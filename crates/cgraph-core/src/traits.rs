//! Core traits for cgraph components.
//!
//! The ingestion pipeline depends only on these contracts:
//!
//! - [`TextExtractor`]: document handle to plain text
//! - [`GraphExtractionService`]: text plus policy to an [`ExtractedGraph`]
//! - [`ConceptGraphStore`]: idempotent concept/relation upserts
//! - [`VectorIndex`]: raw text plus embedding, write-only from the pipeline's view
//!
//! [`FormatExtractor`] and [`Embedder`] are the seams one level below, used by
//! the registry and the vector index adapters.

use async_trait::async_trait;
use std::path::Path;

use crate::error::{EmbedError, ExtractError, GraphExtractionError, IndexError, StoreError};
use crate::types::{
    Concept, DocumentHandle, EmbeddingOutput, ExtractedGraph, ExtractedText, ExtractionPolicy,
    GraphStats, IndexMetadata, MergeStats, Relation,
};

// ============================================================================
// Text Extraction
// ============================================================================

/// Turns a document into linear text.
#[async_trait]
pub trait TextExtractor: Send + Sync {
    /// Extract the text of `document`. Any error is terminal for that document.
    async fn extract(&self, document: &DocumentHandle) -> Result<ExtractedText, ExtractError>;
}

/// A single-format extractor, registered with a routing registry.
#[async_trait]
pub trait FormatExtractor: Send + Sync {
    /// Returns the MIME types this extractor can handle.
    fn supported_types(&self) -> &[&str];

    /// Check if this extractor can handle the given file.
    fn can_extract(&self, path: &Path, mime_type: &str) -> bool {
        self.supported_types().contains(&mime_type) || self.can_extract_by_extension(path)
    }

    /// Check if extractor can handle based on file extension.
    fn can_extract_by_extension(&self, _path: &Path) -> bool {
        false
    }

    /// Extract text from a file.
    async fn extract(&self, path: &Path) -> Result<ExtractedText, ExtractError>;

    /// Extract text from in-memory bytes.
    async fn extract_bytes(
        &self,
        _data: &[u8],
        _mime_type: &str,
    ) -> Result<ExtractedText, ExtractError> {
        Err(ExtractError::UnsupportedType(
            "byte extraction not supported".to_string(),
        ))
    }
}

// ============================================================================
// Graph Extraction
// ============================================================================

/// Structured extraction of concepts and relations from text.
#[async_trait]
pub trait GraphExtractionService: Send + Sync {
    /// Extract a graph from `text`, guided by `policy`.
    async fn extract_graph(
        &self,
        text: &str,
        policy: &ExtractionPolicy,
    ) -> Result<ExtractedGraph, GraphExtractionError>;
}

// ============================================================================
// Graph Storage
// ============================================================================

/// A persistent concept graph with idempotent upserts keyed by name.
#[async_trait]
pub trait ConceptGraphStore: Send + Sync {
    /// Initialize the store (constraints, indexes).
    async fn init(&self) -> Result<(), StoreError> {
        Ok(())
    }

    /// Create the concept if absent, otherwise overwrite its type.
    async fn upsert_concept(&self, name: &str, concept_type: &str) -> Result<(), StoreError>;

    /// Create the directed edge if absent; no-op if `(source, target, kind)` exists.
    ///
    /// Fails with [`StoreError::ConceptNotFound`] when either endpoint is missing.
    async fn upsert_relation(&self, source: &str, target: &str, kind: &str)
    -> Result<(), StoreError>;

    /// Merge one document's concepts, then its relations.
    ///
    /// The default runs sequential upserts and stops at the first failure,
    /// reporting how far it got in [`StoreError::MergeAborted`]. Writes made
    /// before the failure stay committed. Stores with transactions may
    /// override this to write everything as one unit.
    async fn merge_graph(
        &self,
        concepts: &[Concept],
        relations: &[Relation],
    ) -> Result<MergeStats, StoreError> {
        let mut stats = MergeStats::default();

        for concept in concepts {
            if let Err(e) = self
                .upsert_concept(&concept.name, &concept.concept_type)
                .await
            {
                return Err(merge_aborted(stats, e));
            }
            stats.concepts_written += 1;
        }

        for relation in relations {
            if let Err(e) = self
                .upsert_relation(&relation.source, &relation.target, &relation.kind)
                .await
            {
                return Err(merge_aborted(stats, e));
            }
            stats.relations_written += 1;
        }

        Ok(stats)
    }

    /// Look up a concept by its key.
    async fn get_concept(&self, name: &str) -> Result<Option<Concept>, StoreError>;

    /// All relations whose source is `name`.
    async fn relations_from(&self, name: &str) -> Result<Vec<Relation>, StoreError>;

    /// Get store statistics.
    async fn stats(&self) -> Result<GraphStats, StoreError>;
}

fn merge_aborted(stats: MergeStats, source: StoreError) -> StoreError {
    StoreError::MergeAborted {
        concepts_written: stats.concepts_written,
        relations_written: stats.relations_written,
        source: Box::new(source),
    }
}

// ============================================================================
// Embedding
// ============================================================================

/// Trait for generating embeddings.
#[async_trait]
pub trait Embedder: Send + Sync {
    /// Model name/identifier.
    fn model_name(&self) -> &str;

    /// Embedding dimension.
    fn dimension(&self) -> usize;

    /// Embed a batch of texts, one output per input.
    async fn embed_text(&self, texts: &[&str]) -> Result<Vec<EmbeddingOutput>, EmbedError>;

    /// Embed a single text.
    async fn embed_one(&self, text: &str) -> Result<EmbeddingOutput, EmbedError> {
        let results = self.embed_text(&[text]).await?;
        results
            .into_iter()
            .next()
            .ok_or_else(|| EmbedError::Inference("empty embedding result".to_string()))
    }
}

// ============================================================================
// Vector Indexing
// ============================================================================

/// Stores raw text with its embedding for later semantic lookup.
#[async_trait]
pub trait VectorIndex: Send + Sync {
    /// Initialize the index.
    async fn init(&self) -> Result<(), IndexError> {
        Ok(())
    }

    /// Embed and store `text` under `metadata.collection`.
    async fn index_text(&self, text: &str, metadata: &IndexMetadata) -> Result<(), IndexError>;
}

#[cfg(test)]
mod tests {
    use super::*;
    use std::sync::Mutex;

    /// Store that records calls and fails on a chosen relation call.
    struct RecordingStore {
        calls: Mutex<Vec<String>>,
        fail_relation_at: Option<usize>,
    }

    impl RecordingStore {
        fn new(fail_relation_at: Option<usize>) -> Self {
            Self {
                calls: Mutex::new(Vec::new()),
                fail_relation_at,
            }
        }
    }

    #[async_trait]
    impl ConceptGraphStore for RecordingStore {
        async fn upsert_concept(&self, name: &str, concept_type: &str) -> Result<(), StoreError> {
            self.calls
                .lock()
                .unwrap()
                .push(format!("concept:{name}:{concept_type}"));
            Ok(())
        }

        async fn upsert_relation(
            &self,
            source: &str,
            target: &str,
            kind: &str,
        ) -> Result<(), StoreError> {
            let mut calls = self.calls.lock().unwrap();
            let index = calls.iter().filter(|c| c.starts_with("relation:")).count();
            if self.fail_relation_at == Some(index) {
                return Err(StoreError::Write("connection reset".to_string()));
            }
            calls.push(format!("relation:{source}:{target}:{kind}"));
            Ok(())
        }

        async fn get_concept(&self, _name: &str) -> Result<Option<Concept>, StoreError> {
            Ok(None)
        }

        async fn relations_from(&self, _name: &str) -> Result<Vec<Relation>, StoreError> {
            Ok(Vec::new())
        }

        async fn stats(&self) -> Result<GraphStats, StoreError> {
            Ok(GraphStats::default())
        }
    }

    fn sample() -> (Vec<Concept>, Vec<Relation>) {
        (
            vec![
                Concept::new("Photosynthesis", "Process"),
                Concept::new("Glucose", "Substance"),
            ],
            vec![
                Relation::new("Photosynthesis", "Glucose", "PRODUCES"),
                Relation::new("Glucose", "Photosynthesis", "RELATES_TO"),
            ],
        )
    }

    #[tokio::test]
    async fn test_default_merge_writes_concepts_before_relations() {
        let store = RecordingStore::new(None);
        let (concepts, relations) = sample();

        let stats = store.merge_graph(&concepts, &relations).await.unwrap();
        assert_eq!(stats.concepts_written, 2);
        assert_eq!(stats.relations_written, 2);

        let calls = store.calls.lock().unwrap();
        assert_eq!(calls[0], "concept:Photosynthesis:Process");
        assert_eq!(calls[1], "concept:Glucose:Substance");
        assert_eq!(calls[2], "relation:Photosynthesis:Glucose:PRODUCES");
    }

    #[tokio::test]
    async fn test_default_merge_reports_partial_progress() {
        let store = RecordingStore::new(Some(1));
        let (concepts, relations) = sample();

        let err = store.merge_graph(&concepts, &relations).await.unwrap_err();
        match err {
            StoreError::MergeAborted {
                concepts_written,
                relations_written,
                source,
            } => {
                assert_eq!(concepts_written, 2);
                assert_eq!(relations_written, 1);
                assert!(matches!(*source, StoreError::Write(_)));
            }
            other => panic!("expected MergeAborted, got {other:?}"),
        }
    }

    #[tokio::test]
    async fn test_default_init_is_noop() {
        let store = RecordingStore::new(None);
        assert!(store.init().await.is_ok());
    }
}
//! # cgraph-ingest
//!
//! The ingestion pipeline: document → text → extracted graph → validation →
//! vector index + concept graph merge.
//!
//! ```text
//! ingest(doc)
//!   1. TextExtractor::extract            fail-fast
//!   2. GraphExtractionService::extract   fail-fast
//!   3. validate_graph + strictness       fail-fast in strict mode
//!   4. VectorIndex::index_text           failure logged, not fatal
//!   5. ConceptGraphStore::merge_graph    concepts before relations
//! ```
//!
//! Concurrent ingestion of different documents is safe because every store
//! write is an idempotent upsert.

pub mod error;
pub mod pipeline;
pub mod validate;

pub use error::IngestError;
pub use pipeline::{
    IngestStats, IngestUpdate, IngestionPipeline, IngestionResult, IngestionSummary,
    PipelineConfig,
};
pub use validate::{InvalidEdge, InvalidEdgeReason, ValidatedGraph, ValidationReport, validate_graph};
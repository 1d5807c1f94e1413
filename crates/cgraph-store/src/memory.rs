//! In-memory concept graph store.
//!
//! Used by the binary when no graph database is configured and by tests that
//! need a real store without a server.

use async_trait::async_trait;
use cgraph_core::{Concept, ConceptGraphStore, GraphStats, MergeStats, Relation, StoreError};
use chrono::{DateTime, Utc};
use std::collections::{BTreeMap, BTreeSet};
use std::sync::Arc;
use tokio::sync::RwLock;
use tracing::debug;

type RelationKey = (String, String, String);

/// In-memory concept graph.
///
/// Concepts are keyed by name; relations by `(source, target, kind)`. A whole
/// [`merge_graph`](ConceptGraphStore::merge_graph) call is applied under one
/// write lock, so it either lands completely or not at all.
#[derive(Clone, Default)]
pub struct MemoryGraphStore {
    concepts: Arc<RwLock<BTreeMap<String, String>>>,
    relations: Arc<RwLock<BTreeSet<RelationKey>>>,
    last_updated: Arc<RwLock<Option<DateTime<Utc>>>>,
}

impl MemoryGraphStore {
    /// Create an empty store.
    #[must_use]
    pub fn new() -> Self {
        Self::default()
    }

    /// All concepts, ordered by name.
    pub async fn concepts(&self) -> Vec<Concept> {
        self.concepts
            .read()
            .await
            .iter()
            .map(|(name, concept_type)| Concept::new(name, concept_type))
            .collect()
    }

    /// All relations, ordered by `(source, target, kind)`.
    pub async fn relations(&self) -> Vec<Relation> {
        self.relations
            .read()
            .await
            .iter()
            .map(|(s, t, k)| Relation::new(s, t, k))
            .collect()
    }

    async fn touch(&self) {
        *self.last_updated.write().await = Some(Utc::now());
    }
}

#[async_trait]
impl ConceptGraphStore for MemoryGraphStore {
    async fn init(&self) -> Result<(), StoreError> {
        debug!("MemoryGraphStore initialized");
        Ok(())
    }

    async fn upsert_concept(&self, name: &str, concept_type: &str) -> Result<(), StoreError> {
        self.concepts
            .write()
            .await
            .insert(name.to_string(), concept_type.to_string());
        self.touch().await;
        Ok(())
    }

    async fn upsert_relation(
        &self,
        source: &str,
        target: &str,
        kind: &str,
    ) -> Result<(), StoreError> {
        let concepts = self.concepts.read().await;
        for endpoint in [source, target] {
            if !concepts.contains_key(endpoint) {
                return Err(StoreError::ConceptNotFound(endpoint.to_string()));
            }
        }

        self.relations
            .write()
            .await
            .insert((source.to_string(), target.to_string(), kind.to_string()));
        drop(concepts);
        self.touch().await;
        Ok(())
    }

    async fn merge_graph(
        &self,
        concepts: &[Concept],
        relations: &[Relation],
    ) -> Result<MergeStats, StoreError> {
        let mut stored_concepts = self.concepts.write().await;
        let mut stored_relations = self.relations.write().await;

        // Check every endpoint before the first write.
        for relation in relations {
            for endpoint in [&relation.source, &relation.target] {
                let known = stored_concepts.contains_key(endpoint)
                    || concepts.iter().any(|c| &c.name == endpoint);
                if !known {
                    return Err(StoreError::ConceptNotFound(endpoint.clone()));
                }
            }
        }

        for concept in concepts {
            stored_concepts.insert(concept.name.clone(), concept.concept_type.clone());
        }
        for relation in relations {
            stored_relations.insert((
                relation.source.clone(),
                relation.target.clone(),
                relation.kind.clone(),
            ));
        }

        drop(stored_relations);
        drop(stored_concepts);
        self.touch().await;

        debug!(
            "Merged {} concepts and {} relations",
            concepts.len(),
            relations.len()
        );
        Ok(MergeStats {
            concepts_written: concepts.len(),
            relations_written: relations.len(),
        })
    }

    async fn get_concept(&self, name: &str) -> Result<Option<Concept>, StoreError> {
        Ok(self
            .concepts
            .read()
            .await
            .get(name)
            .map(|concept_type| Concept::new(name, concept_type)))
    }

    async fn relations_from(&self, name: &str) -> Result<Vec<Relation>, StoreError> {
        Ok(self
            .relations
            .read()
            .await
            .iter()
            .filter(|(source, _, _)| source == name)
            .map(|(s, t, k)| Relation::new(s, t, k))
            .collect())
    }

    async fn stats(&self) -> Result<GraphStats, StoreError> {
        Ok(GraphStats {
            concept_count: self.concepts.read().await.len() as u64,
            relation_count: self.relations.read().await.len() as u64,
            last_updated: *self.last_updated.read().await,
        })
    }
}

§ **WHAT YOU ARE ASKED TO DO**:
Go through the entries and return each line where the word "RwLock" occurs.

§ **RESULT OF THE TASK**:
use tokio::sync::RwLock;
    concepts: Arc<RwLock<BTreeMap<String, String>>>,
    relations: Arc<RwLock<BTreeSet<RelationKey>>>,
    last_updated: Arc<RwLock<Option<DateTime<Utc>>>>,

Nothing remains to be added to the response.